Kong / insomnia

The open-source, cross-platform API client for GraphQL, REST, WebSockets, SSE and gRPC. With Cloud, Local and Git storage.
https://insomnia.rest
Apache License 2.0
34.4k stars 1.94k forks source link

plus sign (+) in query string incorrectly escaped to %2B #5113

Open superhawk610 opened 2 years ago

superhawk610 commented 2 years ago

Expected Behavior

Sending a GET request to http://localhost:3000/some/path?foo=bar+baz should send the following HTTP request to the server running at port 3000:

GET /some/path?foo=bar+baz HTTP/1.1

Specifically, the query string ?foo=bar+baz should be passed through unchanged, as + belongs to the set of URI reserved characters as defined in RFC 3986, Section 2.2 (emphasis mine):

2.2. Reserved Characters

URIs include components and subcomponents that are delimited by characters in the "reserved" set. These characters are called "reserved" because they may (or may not) be defined as delimiters by the generic syntax, by each scheme-specific syntax, or by the implementation-specific syntax of a URI's dereferencing algorithm. If data for a URI component would conflict with a reserved character's purpose as a delimiter, then the conflicting data must be percent-encoded before the URI is formed.

 reserved    = gen-delims / sub-delims

 gen-delims  = ":" / "/" / "?" / "#" / "[" / "]" / "@"

 sub-delims  = "!" / "$" / "&" / "'" / "(" / ")"
             / "*" / "+" / "," / ";" / "="

The purpose of reserved characters is to provide a set of delimiting characters that are distinguishable from other data within a URI. URIs that differ in the replacement of a reserved character with its corresponding percent-encoded octet are not equivalent. Percent- encoding a reserved character, or decoding a percent-encoded octet that corresponds to a reserved character, will change how the URI is interpreted by most applications. Thus, characters in the reserved set are protected from normalization and are therefore safe to be used by scheme-specific and producer-specific algorithms for delimiting data subcomponents within a URI.

Here's the relevant portion:

Percent-encoding a reserved character, or decoding a percent-encoded octet that corresponds to a reserved character, will change how the URI is interpreted by most applications.

Actual Behavior

This request is sent to the server running on port 3000:

GET /some/path?foo=bar%2Bbaz HTTP/1.1

%2B is the correct percent-encoded equivalent to the literal plus sign +, but the plus sign is a reserved character used to indicate whitespace in URIs and thus should not be percent-encoded. Here are examples from a few popular languages' URI parsing libraries (Elixir, Node, Python) to illustrate why this is problematic:

Erlang/OTP 25 [erts-13.0.3] [source] [64-bit] [smp:16:16] [ds:16:16:10] [async-threads:1] [jit:ns]

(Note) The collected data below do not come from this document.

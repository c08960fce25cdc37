use axum::extract::State;
use axum::routing::post;
use axum::{Json, Router};
use serde::{Deserialize, Serialize};

use research_core::{AnalysisBundle, AnalysisMode, ResearchError};
use research_orchestrator::AnalysisOptions;

use crate::{AppError, AppState};

#[derive(Debug, Deserialize)]
pub struct AnalyzeRequest {
    pub ticker: Option<String>,
    pub date: Option<String>,
    /// Either spelling is accepted; `analysis_model` wins.
    pub model: Option<String>,
    pub analysis_model: Option<String>,
    pub mode: Option<String>,
}

#[derive(Debug, Deserialize)]
pub struct ResetRequest {
    pub ticker: Option<String>,
    pub date: Option<String>,
    pub model: Option<String>,
}

#[derive(Debug, Serialize)]
pub struct ResetResponse {
    pub ok: bool,
    pub cleared_results: u64,
    pub cleared_cache_files: usize,
}

pub fn analyze_routes() -> Router<AppState> {
    Router::new()
        .route("/api/analyze", post(analyze))
        .route("/api/reset-cache", post(reset_cache))
}

async fn analyze(
    State(state): State<AppState>,
    Json(request): Json<AnalyzeRequest>,
) -> Result<Json<AnalysisBundle>, AppError> {
    let ticker = request
        .ticker
        .ok_or_else(|| ResearchError::Validation("ticker is required".to_string()))?;
    let date = request
        .date
        .ok_or_else(|| ResearchError::Validation("date is required".to_string()))?;

    let mode: AnalysisMode = request
        .mode
        .as_deref()
        .unwrap_or("full")
        .parse()
        .map_err(AppError::from)?;
    let model = request.analysis_model.or(request.model);

    let bundle = state
        .orchestrator
        .perform_analysis(&ticker, &date, AnalysisOptions { mode, model })
        .await?;
    Ok(Json(bundle))
}

async fn reset_cache(
    State(state): State<AppState>,
    Json(request): Json<ResetRequest>,
) -> Result<Json<ResetResponse>, AppError> {
    let ticker = request
        .ticker
        .ok_or_else(|| ResearchError::Validation("ticker is required".to_string()))?;
    let date = request
        .date
        .ok_or_else(|| ResearchError::Validation("date is required".to_string()))?;

    let (cleared_results, cleared_cache_files) = state
        .orchestrator
        .reset_cache(&ticker, &date, request.model.as_deref())
        .await?;
    Ok(Json(ResetResponse {
        ok: true,
        cleared_results,
        cleared_cache_files,
    }))
}
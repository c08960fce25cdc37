use axum::http::StatusCode;
use axum::response::{IntoResponse, Response};
use axum::routing::get;
use axum::{Json, Router};
use serde_json::json;
use std::sync::Arc;

use fragment_builders::FragmentContext;
use llm_client::{ChatClient, LlmClient, LlmClientConfig};
use market_data::{AlphaVantageClient, FinnhubClient, FmpClient, HttpFetcher, SecClient, YahooClient};
use research_cache::{BlobCache, DiskKvCache, ProcessCache, ResultsStore};
use research_core::{EngineConfig, ResearchError};
use research_orchestrator::{DeferredQueue, Orchestrator};

mod analyze_routes;
mod batch_routes;
mod selftest;

pub use analyze_routes::analyze_routes;
pub use batch_routes::batch_routes;
pub use selftest::selftest_routes;

#[derive(Clone)]
pub struct AppState {
    pub orchestrator: Arc<Orchestrator>,
}

/// HTTP mapping for engine errors; typed errors stay typed until this edge.
#[derive(Debug)]
pub struct AppError(pub ResearchError);

impl From<ResearchError> for AppError {
    fn from(err: ResearchError) -> Self {
        AppError(err)
    }
}

impl IntoResponse for AppError {
    fn into_response(self) -> Response {
        let (status, message) = match &self.0 {
            ResearchError::Validation(msg) => (StatusCode::BAD_REQUEST, msg.clone()),
            ResearchError::CacheMiss => (
                StatusCode::CONFLICT,
                "cached result unavailable".to_string(),
            ),
            other => (StatusCode::INTERNAL_SERVER_ERROR, other.to_string()),
        };
        if status.is_server_error() {
            tracing::error!("request failed: {}", self.0);
        }
        (status, Json(json!({ "error": message }))).into_response()
    }
}

async fn health() -> Json<serde_json::Value> {
    Json(json!({ "status": "ok" }))
}

pub fn build_router(state: AppState) -> Router {
    Router::new()
        .route("/health", get(health))
        .merge(analyze_routes())
        .merge(batch_routes())
        .merge(selftest_routes())
        .with_state(state)
}

/// Wires the cache tiers, vendor clients, LLM and orchestrator from the
/// environment, then serves the API.
pub async fn run_server() -> anyhow::Result<()> {
    let config = EngineConfig::from_env();

    let kv: Arc<dyn BlobCache> = Arc::new(DiskKvCache::new(config.kv_cache_dir.clone())?);
    let process = Arc::new(ProcessCache::new());
    let results = Arc::new(ResultsStore::open(&config.results_db_path).await?);

    let fetcher = Arc::new(HttpFetcher::new(
        config.upstream_rate_limit_per_min,
        config.upstream_max_concurrent,
    ));
    let fmp = config
        .fmp_api_key
        .clone()
        .map(|key| Arc::new(FmpClient::new(fetcher.clone(), key)));
    let finnhub = config
        .finnhub_api_key
        .clone()
        .map(|key| Arc::new(FinnhubClient::new(fetcher.clone(), key)));
    let alpha = config
        .alpha_vantage_api_key
        .clone()
        .map(|key| Arc::new(AlphaVantageClient::new(fetcher.clone(), key)));
    let yahoo = Arc::new(YahooClient::new(fetcher.clone()));
    let sec = Arc::new(SecClient::new(fetcher.clone(), config.sec_user_agent.clone()));

    let chat = ChatClient::new(config.llm_base_url.clone(), config.llm_api_key.clone());
    let llm = Arc::new(LlmClient::new(
        chat,
        LlmClientConfig {
            fallback_model: config.fallback_model.clone(),
            summary_model: config.summary_model.clone(),
            prompt_version: config.prompt_version.clone(),
            max_completion_tokens: config.llm_max_completion_tokens,
        },
        Some(results.clone()),
        Some(kv.clone()),
    ));

    let ctx = Arc::new(FragmentContext::new(
        config.clone(),
        kv,
        process,
        fmp,
        finnhub,
        yahoo,
        alpha,
        sec,
        llm.clone(),
    ));

    let deferred = Arc::new(DeferredQueue::start());
    let orchestrator = Arc::new(Orchestrator::new(
        config.clone(),
        ctx,
        results,
        llm,
        deferred,
    ));

    if research_orchestrator::prewarm::spawn_prewarmer(orchestrator.clone()).is_some() {
        tracing::info!(
            "prewarmer scheduled for {} tickers",
            config.prewarm_tickers.len()
        );
    }

    let router = build_router(AppState {
        orchestrator,
    });

    let listener = tokio::net::TcpListener::bind(&config.bind_addr).await?;
    tracing::info!("listening on {}", config.bind_addr);
    axum::serve(listener, router).await?;
    Ok(())
}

Interactive Elixir (1.13.4) - press Ctrl+C to exit (type h() ENTER for help)
iex(1)> URI.decode_query("foo=bar+baz")
%{"foo" => "bar baz"}
iex(2)> URI.decode_query("foo=bar%2Bbaz")
%{"foo" => "bar+baz"}
Welcome to Node.js v18.8.0.
Type ".help" for more information.
> const qs = require('node:querystring')
> qs.decode('foo=bar+baz')
{ foo: 'bar baz' }
> qs.decode('foo=bar%2Bbaz')
{ foo: 'bar+baz' }
Python 3.9.12 (main, Mar 26 2022, 15:52:10)
[Clang 13.0.0 (clang-1300.0.29.30)] on darwin
Type "help", "copyright", "credits" or "license" for more information.
>>> from urllib.parse import parse_qs
>>> parse_qs('foo=bar+baz')
{'foo': ['bar baz']}
>>> parse_qs('foo=bar%2Bbaz')
{'foo': ['bar+baz']}

Reproduction Steps

No response

Is there an existing issue for this?

Additional Information

I'm opening a new issue to follow up on #1712. That issue referenced a specific URL that showed why this percent encoding was problematic, where the user expected 1 or more search results but got 0 because whitespaces in the query were replaced with +.

Insomnia Version

2022.5.1

What operating system are you using?

macOS

Operating System Version

macOS Monterey 12.3.1

Installation method

download from insomnia.rest

Last Known Working Insomnia version

n/a

superhawk610 commented 2 years ago

cc @wongstein

myplacedk commented 1 year ago

This bug seems very easy to verify.

A '+' in the query string must not be encoded, it is already an encoded space.

Go to any browser and try for example https://www.google.com/search?q=hello+world - and it will search for "hello world". Use the same URL in Insomnia, and it will search for "Hello+world". This is a bug, it should search for "hello world".

You can also just go to Google and search for "hello world", and notice that the url contains "q=hello+world".